Сечин мечтает стать совладельцем "Роснефти"
06.04.2021 11:543 марта стало известно, что «Роснефть» подала в суд сразу на три издания: «Важные истории», Bloomberg и «Новую газету». Среди прочего госкомпании не понравилась опубликованная в «Новой» статья Максима Авербуха «Сечин спешит на выручку», речь в которой шла о финансовых результатах «Роснефти» за 2020 год. Мы решили вернуться к этой теме и попросили экономиста Владимира Милова высказать своё мнение о достижениях госкомпании.
— В разговоре с президентом Игорь Сечин отметил, что «Роснефть» —единственный нефтегазовый мейджор, который в 2020 году получил чистую прибыль (147 млрд рублей). Как это возможно — с учетом пандемии и обвала цен на нефть?
— Убыток у «Роснефти» был только в первом полугодии, когда цены на нефть упали и рубль обесценился. А третий и четвертый квартал получились довольно хорошие, у «Роснефти» была достаточно хорошая операционная прибыль. В тот период цена на нефть Brent и Urals выросла до 43–44 долларов за баррель. При таких ценах у компании никак не могло быть убытка.
Дело в том, что у «Роснефти» основной статьей затрат стала не добыча, транспортировка и переработка, а покупка нефти. Грубо говоря, кроме добывающей компании она стала трейдерской структурой. Они перепродавали очень много венесуэльской и прочей нефти на мировом рынке. И покупка нефти у них стала крупнейшей статьей затрат.

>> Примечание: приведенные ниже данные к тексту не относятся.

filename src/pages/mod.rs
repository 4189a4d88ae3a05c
pub mod home;
pub mod not_found;
use leptos::prelude::*;

/// 404 Not Found Page
#[component]
pub fn NotFound() -> impl IntoView {
	view! { <h1>"Page not found"</h1> }
}
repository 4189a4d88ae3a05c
//! Browser plumbing: the controller's topology socket, the startup snapshot
//! and the optional page-embedded config.

use std::cell::RefCell;
use std::rc::Rc;

use log::{debug, error, warn};
use serde::de::DeserializeOwned;
use thiserror::Error;
use wasm_bindgen::prelude::*;
use wasm_bindgen_futures::JsFuture;
use web_sys::{Event, MessageEvent, WebSocket, Window};

use crate::config::ViewConfig;
use crate::topology::{ConnectionState, Snapshot, TopologySession};

pub const SOCKET_PATH: &str = "/v1.0/topology/ws";
pub const SWITCHES_PATH: &str = "/v1.0/topology/switches";
pub const LINKS_PATH: &str = "/v1.0/topology/links";
pub const HOSTS_PATH: &str = "/v1.0/topology/hosts";
pub const CONFIG_ELEMENT_ID: &str = "topology-config";

pub type SharedSession = Rc<RefCell<TopologySession>>;

#[derive(Debug, Error)]
pub enum TransportError {
	#[error("no browser window")]
	NoWindow,

	#[error("javascript error: {0}")]
	Js(String),

	#[error("GET {url} returned {status}")]
	Status { url: String, status: u16 },

	#[error("decoding response: {0}")]
	Decode(#[from] serde_json::Error),
}

impl From<JsValue> for TransportError {
	fn from(value: JsValue) -> Self {
		TransportError::Js(format!("{value:?}"))
	}
}

fn window() -> Result<Window, TransportError> {
	web_sys::window().ok_or(TransportError::NoWindow)
}

pub fn socket_url(host: &str) -> String {
	format!("ws://{host}{SOCKET_PATH}")
}

/// Opens the topology socket for the page's host. Every text message is
/// dispatched into the session and acknowledged on the same socket; rejected
/// messages are logged and get no reply.
pub fn connect(session: SharedSession) -> Result<WebSocket, TransportError> {
	let host = window()?.location().host()?;
	let ws = WebSocket::new(&socket_url(&host))?;

	let session_open = session.clone();
	let on_open = Closure::<dyn FnMut(Event)>::new(move |_: Event| {
		session_open
			.borrow_mut()
			.set_connection(ConnectionState::Connected);
	});
	ws.set_onopen(Some(on_open.as_ref().unchecked_ref()));
	on_open.forget();

	let session_close = session.clone();
	let on_close = Closure::<dyn FnMut(Event)>::new(move |_: Event| {
		session_close
			.borrow_mut()
			.set_connection(ConnectionState::Disconnected);
	});
	ws.set_onclose(Some(on_close.as_ref().unchecked_ref()));
	on_close.forget();

	let reply = ws.clone();
	let on_message = Closure::<dyn FnMut(MessageEvent)>::new(move |ev: MessageEvent| {
		let Some(text) = ev.data().as_string() else {
			warn!("ignoring non-text topology message");
			return;
		};
		let result = session.borrow_mut().handle_message(&text);
		let ack = match result {
			Ok(ack) => ack,
			Err(err) => {
				error!("topology message rejected: {err}");
				return;
			}
		};
		match serde_json::to_string(&ack) {
			Ok(body) => {
				if let Err(err) = reply.send_with_str(&body) {
					error!("sending ack: {err:?}");
				}
			}
			Err(err) => error!("encoding ack: {err}"),
		}
	});
	ws.set_onmessage(Some(on_message.as_ref().unchecked_ref()));
	on_message.forget();

	Ok(ws)
}

pub async fn fetch_json<T: DeserializeOwned>(url: &str) -> Result<T, TransportError> {
	let response: web_sys::Response = JsFuture::from(window()?.fetch_with_str(url))
		.await?
		.dyn_into()?;
	if !response.ok() {
		return Err(TransportError::Status {
			url: url.to_owned(),
			status: response.status(),
		});
	}
	let body = JsFuture::from(response.text()?).await?;
	let text = body
		.as_string()
		.ok_or_else(|| TransportError::Js(format!("{url}: body is not text")))?;
	Ok(serde_json::from_str(&text)?)
}

/// Fetches switches, then links, then hosts. Hosts are optional; a missing
/// endpoint just means no host nodes.
pub async fn load_snapshot() -> Result<Snapshot, TransportError> {
	let switches = fetch_json(SWITCHES_PATH).await?;
	let links = fetch_json(LINKS_PATH).await?;
	let hosts = match fetch_json(HOSTS_PATH).await {
		Ok(hosts) => hosts,
		Err(err) => {
			debug!("no host snapshot: {err}");
			Vec::new()
		}
	};
	Ok(Snapshot {
		switches,
		links,
		hosts,
	})
}

/// Reads the JSON override from `<script id="topology-config">`, falling
/// back to defaults when it is absent or invalid.
pub fn load_config() -> ViewConfig {
	let text = web_sys::window()
		.and_then(|w| w.document())
		.and_then(|d| d.get_element_by_id(CONFIG_ELEMENT_ID))
		.and_then(|el| el.text_content());
	match text {
		None => ViewConfig::default(),
		Some(text) => ViewConfig::from_json(&text).unwrap_or_else(|err| {
			warn!("ignoring invalid topology config: {err}");
			ViewConfig::default()
		}),
	}
}

#[cfg(test)]
mod tests {
	use super::*;

	#[test]
	fn socket_url_targets_topology_endpoint() {
		assert_eq!(socket_url("127.0.0.1:8080"), "ws://127.0.0.1:8080/v1.0/topology/ws");
	}

	#[test]
	fn errors_name_what_failed() {
		let err = TransportError::Status {
			url: LINKS_PATH.into(),
			status: 503,
		};
		assert_eq!(err.to_string(), "GET /v1.0/topology/links returned 503");
	}
}
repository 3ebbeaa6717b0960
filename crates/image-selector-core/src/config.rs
//! Session configuration and optional-provider capabilities.

use std::env;
use std::fmt;
use std::path::{Path, PathBuf};

use crate::ocr::{self, OcrProvider};
use crate::pdf::{self, PdfProvider};

/// Default OCR languages: German plus English.
pub const DEFAULT_OCR_LANGUAGES: &str = "deu+eng";

/// PDF pages are rendered at twice their nominal 72 DPI size.
pub const DEFAULT_PDF_RENDER_SCALE: f32 = 2.0;

/// Fit-to-window never enlarges beyond this factor.
pub const DEFAULT_MAX_DISPLAY_SCALE: f64 = 1.25;

/// Name of the directory under the working directory that receives all
/// derived and exported files.
pub const TMP_DIR_NAME: &str = "tmp";

/// Configuration resolved once per session.
#[derive(Debug, Clone, PartialEq)]
pub struct Config {
    /// Root that relative document paths resolve against.
    pub working_dir: PathBuf,
    /// Tesseract language string used for text regions.
    pub ocr_languages: String,
    /// Scale for PDF page renders.
    pub pdf_render_scale: f32,
    /// Upper bound for fit-to-window scaling.
    pub max_display_scale: f64,
}

impl Config {
    /// Configuration with defaults rooted at `working_dir`.
    pub fn new(working_dir: impl Into<PathBuf>) -> Self {
        Self {
            working_dir: working_dir.into(),
            ocr_languages: DEFAULT_OCR_LANGUAGES.to_string(),
            pdf_render_scale: DEFAULT_PDF_RENDER_SCALE,
            max_display_scale: DEFAULT_MAX_DISPLAY_SCALE,
        }
    }

    /// Load configuration from environment variables.
    ///
    /// Unset or unparsable values fall back to the defaults.
    pub fn from_env() -> Self {
        let working_dir = env::var("IMAGE_SELECTOR_WORKING_DIR")
            .map(PathBuf::from)
            .or_else(|_| env::current_dir())
            .unwrap_or_else(|_| PathBuf::from("."));

        Self {
            working_dir,
            ocr_languages: env::var("IMAGE_SELECTOR_OCR_LANGUAGES")
                .ok()
                .filter(|v| !v.trim().is_empty())
                .unwrap_or_else(|| DEFAULT_OCR_LANGUAGES.to_string()),
            pdf_render_scale: env::var("IMAGE_SELECTOR_PDF_SCALE")
                .ok()
                .and_then(|v| v.parse().ok())
                .filter(|s: &f32| s.is_finite() && *s > 0.0)
                .unwrap_or(DEFAULT_PDF_RENDER_SCALE),
            max_display_scale: env::var("IMAGE_SELECTOR_MAX_DISPLAY_SCALE")
                .ok()
                .and_then(|v| v.parse().ok())
                .filter(|s: &f64| s.is_finite() && *s > 0.0)
                .unwrap_or(DEFAULT_MAX_DISPLAY_SCALE),
        }
    }

    /// `<working_dir>/tmp`, created if missing.
    pub fn tmp_dir(&self) -> std::io::Result<PathBuf> {
        let dir = self.working_dir.join(TMP_DIR_NAME);
        std::fs::create_dir_all(&dir)?;
        Ok(dir)
    }

    /// Resolve `path` against the working directory.
    pub fn resolve(&self, path: &Path) -> PathBuf {
        if path.is_absolute() {
            path.to_path_buf()
        } else {
            self.working_dir.join(path)
        }
    }
}

impl Default for Config {
    fn default() -> Self {
        Self::new(".")
    }
}

/// Optional providers found at startup.
///
/// Probed once; `None` means the capability is absent for the whole session.
#[derive(Default)]
pub struct Capabilities {
    pub pdf: Option<Box<dyn PdfProvider>>,
    pub ocr: Option<Box<dyn OcrProvider>>,
}

impl Capabilities {
    /// Probe the compiled-in providers.
    pub fn detect() -> Self {
        let capabilities = Self {
            pdf: pdf::detect(),
            ocr: ocr::detect(),
        };
        log::info!("Detected capabilities: {:?}", capabilities);
        capabilities
    }

    /// No optional providers at all.
    pub fn none() -> Self {
        Self::default()
    }
}

impl fmt::Debug for Capabilities {
    fn fmt(&self, f: &mut fmt::Formatter<'_>) -> fmt::Result {
        f.debug_struct("Capabilities")
            .field("pdf", &self.pdf.as_ref().map(|p| p.name()))
            .field("ocr", &self.ocr.as_ref().map(|o| o.name()))
            .finish()
    }
}
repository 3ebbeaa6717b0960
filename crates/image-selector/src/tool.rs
//! The `SelectorTool` facade: one session plus its exporter.

use std::fs;
use std::path::Path;

use image_selector_core::{
    Capabilities, Config, DisplayRect, ExportManifest, Exporter, Region, RegionMode, Result,
    Rotation, Session, Viewport,
};
use serde_json::json;

use crate::summary::export_summary;
use crate::types::{Request, Response};

/// Outward interface used by the host tool layer and the standalone binary.
pub struct SelectorTool {
    session: Session,
    exporter: Exporter,
}

impl SelectorTool {
    /// Tool rooted at `config.working_dir`, which is created if missing.
    pub fn new(config: Config, capabilities: Capabilities) -> Result<Self> {
        fs::create_dir_all(&config.working_dir)?;
        let Capabilities { pdf, ocr } = capabilities;
        let exporter = Exporter::new(&config, ocr);
        let session = Session::new(config, pdf);
        Ok(Self { session, exporter })
    }

    /// Configuration from the environment, providers probed once.
    pub fn from_env() -> Result<Self> {
        Self::new(Config::from_env(), Capabilities::detect())
    }

    pub fn session(&self) -> &Session {
        &self.session
    }

    pub fn working_directory(&self) -> &Path {
        &self.session.config().working_dir
    }

    /// Load `path` or switch to it; returns the new status list.
    pub fn open_or_switch(&mut self, path: &str) -> Result<Vec<String>> {
        self.session.add_document(path)?;
        Ok(self.current_status_list())
    }

    pub fn current_status_list(&self) -> Vec<String> {
        self.session.status_list()
    }

    pub fn rotate_active(&mut self, delta: i32) -> Result<Rotation> {
        self.session.rotate_active(delta)
    }

    pub fn fit_active(&mut self, canvas_width: u32, canvas_height: u32) -> Result<Viewport> {
        self.session.fit_active(canvas_width, canvas_height)
    }

    pub fn set_viewport(&mut self, viewport: Viewport) -> Result<()> {
        self.session.set_viewport(viewport)
    }

    pub fn record_region(
        &mut self,
        display_rect: DisplayRect,
        mode: RegionMode,
    ) -> Result<Region> {
        self.session.record_region(display_rect, mode)
    }

    /// Export every recorded region of every document.
    ///
    /// Regions that failed stay unexported.
    pub fn export_all(&mut self) -> Result<ExportManifest> {
        let manifest = self.exporter.export(&self.session)?;
        self.session.mark_exported(&manifest);
        Ok(manifest)
    }

    /// True if some recorded regions have not been exported yet.
    pub fn has_unexported_regions(&self) -> bool {
        self.session.is_dirty()
    }

    /// Sorted `.png` and `.txt` file names in the output directory.
    pub fn list_exported_files(&self) -> Result<Vec<String>> {
        let dir = self.exporter.output_dir();
        if !dir.is_dir() {
            return Ok(Vec::new());
        }
        let mut names = Vec::new();
        for entry in fs::read_dir(dir)? {
            let name = entry?.file_name().to_string_lossy().into_owned();
            if name.ends_with(".png") || name.ends_with(".txt") {
                names.push(name);
            }
        }
        names.sort();
        Ok(names)
    }

    /// Run one request and describe the outcome.
    pub fn handle(&mut self, request: Request) -> Response {
        match self.dispatch(request) {
            Ok(response) => response,
            Err(e) => {
                log::warn!("Request failed: {}", e);
                Response::error(e)
            }
        }
    }

    fn dispatch(&mut self, request: Request) -> Result<Response> {
        let response = match request {
            Request::Open { path } => {
                let status = self.open_or_switch(&path)?;
                let active = self
                    .session
                    .active()
                    .map(|d| d.display_name())
                    .unwrap_or_default();
                Response::ok_with(format!("Aktiv: {}", active), json!(status))
            }
            Request::Status => {
                let status = self.current_status_list();
                Response::ok_with(status.join("\n"), json!(status))
            }
            Request::Rotate { delta } => {
                let rotation = self.rotate_active(delta)?;
                Response::ok_with(
                    format!("Bild auf {}° gedreht", rotation.degrees()),
                    json!({ "rotation": rotation }),
                )
            }
            Request::Fit {
                canvas_width,
                canvas_height,
            } => {
                let viewport = self.fit_active(canvas_width, canvas_height)?;
                Response::ok_with(
                    format!("Skalierung {:.3}", viewport.scale),
                    json!(viewport),
                )
            }
            Request::Viewport {
                scale,
                pan_x,
                pan_y,
            } => {
                self.set_viewport(Viewport {
                    scale,
                    pan_x,
                    pan_y,
                })?;
                Response::ok(format!("Skalierung {:.3}", scale))
            }
            Request::Record {
                x1,
                y1,
                x2,
                y2,
                mode,
            } => {
                let mode: RegionMode = mode.parse()?;
                let region = self.record_region(DisplayRect::new(x1, y1, x2, y2), mode)?;
                let number = self.session.active().map_or(0, |d| d.regions().len());
                Response::ok_with(
                    format!("✓ Bereich {} gespeichert ({})", number, mode),
                    json!(region),
                )
            }
            Request::Regions => {
                let labels = self
                    .session
                    .active()
                    .map(|d| d.region_labels())
                    .unwrap_or_default();
                Response::ok_with(labels.join("\n"), json!(labels))
            }
            Request::Export => {
                let manifest = self.export_all()?;
                let summary = export_summary(&manifest);
                match manifest.failure_error() {
                    Some(e) => {
                        log::warn!("{}", e);
                        Response::error(summary).with_data(json!(manifest))
                    }
                    None => Response::ok_with(summary, json!(manifest)),
                }
            }
            Request::ListExported => {
                let files = self.list_exported_files()?;
                let message = if files.is_empty() {
                    "Keine exportierten Dateien gefunden".to_string()
                } else {
                    files.join("\n")
                };
                Response::ok_with(message, json!(files))
            }
            Request::WorkingDirectory => {
                let dir = self.working_directory().display().to_string();
                let data = json!({
                    "working_dir": dir,
                    "pdf": self.session.loader().supports_pdf(),
                    "ocr": self.exporter.supports_ocr(),
                });
                Response::ok_with(dir, data)
            }
        };
        Ok(response)
    }
}
//! PNG encoding for cache and export files.

use std::fs::OpenOptions;
use std::io::{Cursor, Write};
use std::path::Path;

use image::codecs::png::PngEncoder;
use image::ExtendedColorType;
use image::ImageEncoder;
use thiserror::Error;

use crate::decode::Raster;

/// Errors that can occur during PNG encoding.
#[derive(Debug, Error)]
pub enum EncodeError {
    /// Pixel data length doesn't match expected dimensions
    #[error("Invalid pixel data: expected {expected} bytes (width * height * 3), got {actual}")]
    InvalidPixelData { expected: usize, actual: usize },

    /// Width or height is zero
    #[error("Invalid dimensions: width ({width}) and height ({height}) must be non-zero")]
    InvalidDimensions { width: u32, height: u32 },

    /// PNG encoding failed
    #[error("PNG encoding failed: {0}")]
    EncodingFailed(String),
}

/// Encode an RGB raster to PNG bytes.
///
/// # Errors
///
/// Returns `EncodeError::InvalidDimensions` for an empty raster and
/// `EncodeError::InvalidPixelData` when the buffer length does not match
/// `width * height * 3`.
pub fn encode_png(raster: &Raster) -> Result<Vec<u8>, EncodeError> {
    let (width, height) = (raster.width, raster.height);
    if width == 0 || height == 0 {
        return Err(EncodeError::InvalidDimensions { width, height });
    }

    let expected_len = (width as usize) * (height as usize) * 3;
    if raster.pixels.len() != expected_len {
        return Err(EncodeError::InvalidPixelData {
            expected: expected_len,
            actual: raster.pixels.len(),
        });
    }

    let mut buffer = Cursor::new(Vec::new());
    PngEncoder::new(&mut buffer)
        .write_image(&raster.pixels, width, height, ExtendedColorType::Rgb8)
        .map_err(|e| EncodeError::EncodingFailed(e.to_string()))?;

    Ok(buffer.into_inner())
}

/// Encode `raster` and write it to `path`.
///
/// With `create_new` the write fails with `ErrorKind::AlreadyExists` instead
/// of replacing an existing file.
pub fn write_png(raster: &Raster, path: &Path, create_new: bool) -> crate::Result<()> {
    let bytes = encode_png(raster)?;
    let mut options = OpenOptions::new();
    options.write(true);
    if create_new {
        options.create_new(true);
    } else {
        options.create(true).truncate(true);
    }
    let mut file = options.open(path)?;
    file.write_all(&bytes)?;
    log::debug!(
        "Wrote {}x{} PNG to {}",
        raster.width,
        raster.height,
        path.display()
    );
    Ok(())
}
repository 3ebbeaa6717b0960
//! Error taxonomy for loading, recording and exporting regions.

use std::path::PathBuf;

use thiserror::Error;

use crate::encode::EncodeError;
use crate::export::RegionFailure;
use crate::pdf::PdfError;

/// Errors surfaced by session, recorder and export operations.
#[derive(Debug, Error)]
pub enum SelectorError {
    /// Extension or content is neither a supported raster format nor PDF.
    #[error("Unsupported format: {0}")]
    UnsupportedFormat(String),

    /// The PDF exists but cannot be read or has nothing to render.
    #[error("PDF processing failed for {path}: {reason}")]
    PdfProcessingError { path: PathBuf, reason: String },

    /// An optional provider is not installed.
    #[error("Missing dependency: {0}")]
    MissingDependency(String),

    /// The drawn rectangle collapsed or the mode is unknown.
    #[error("Invalid region: {0}")]
    InvalidRegion(String),

    #[error("Unknown document: {}", .0.display())]
    UnknownDocument(PathBuf),

    #[error("No active document")]
    NoActiveDocument,

    /// Rotation deltas must be multiples of 90 degrees.
    #[error("Invalid rotation: {0} degrees")]
    InvalidRotation(i32),

    /// One or more regions could not be exported.
    #[error("Export incomplete: {} region(s) failed", .0.len())]
    ExportPartialFailure(Vec<RegionFailure>),

    #[error("Encoding error: {0}")]
    Encode(#[from] EncodeError),

    #[error("I/O error: {0}")]
    Io(#[from] std::io::Error),
}

impl SelectorError {
    pub(crate) fn pdf(path: impl Into<PathBuf>, err: PdfError) -> Self {
        match err {
            PdfError::Unavailable(what) => SelectorError::MissingDependency(what),
            PdfError::Invalid(reason) => SelectorError::PdfProcessingError {
                path: path.into(),
                reason,
            },
        }
    }
}

/// Convenience alias used throughout the crate.
pub type Result<T> = std::result::Result<T, SelectorError>;
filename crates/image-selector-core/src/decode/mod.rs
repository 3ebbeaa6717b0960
//! Raster decoding for document loading.
//!
//! This module provides functionality for:
//! - Decoding raster inputs (JPEG, PNG, BMP, GIF) into RGB rasters
//! - Applying EXIF orientation to JPEG inputs
//! - Resizing rasters for on-screen previews
//!
//! PDF inputs are turned into rasters by [`crate::loader`] with help from a
//! [`crate::pdf::PdfProvider`]; the resulting raster type is the same.

mod raster;
mod resize;
mod types;

pub use raster::{decode_raster, extract_orientation};
pub use resize::{resize, resize_by_scale, scaled_dimensions};
pub use types::{FilterType, Orientation, Raster};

До кризиса это было большим минусом (в части доходов), так как уменьшало прибыль, но в кризис это стало плюсом, потому что они очень быстро смогли это сбросить: у них снижение затрат по статье «Покупка нефти» составило 56% в прошлом году. То есть сбросили больше половины этих издержек, и за счёт этого смогли поддержать очень неплохую операционную прибыль.
— Чем «Роснефть» в этом смысле отличается от других мировых компаний?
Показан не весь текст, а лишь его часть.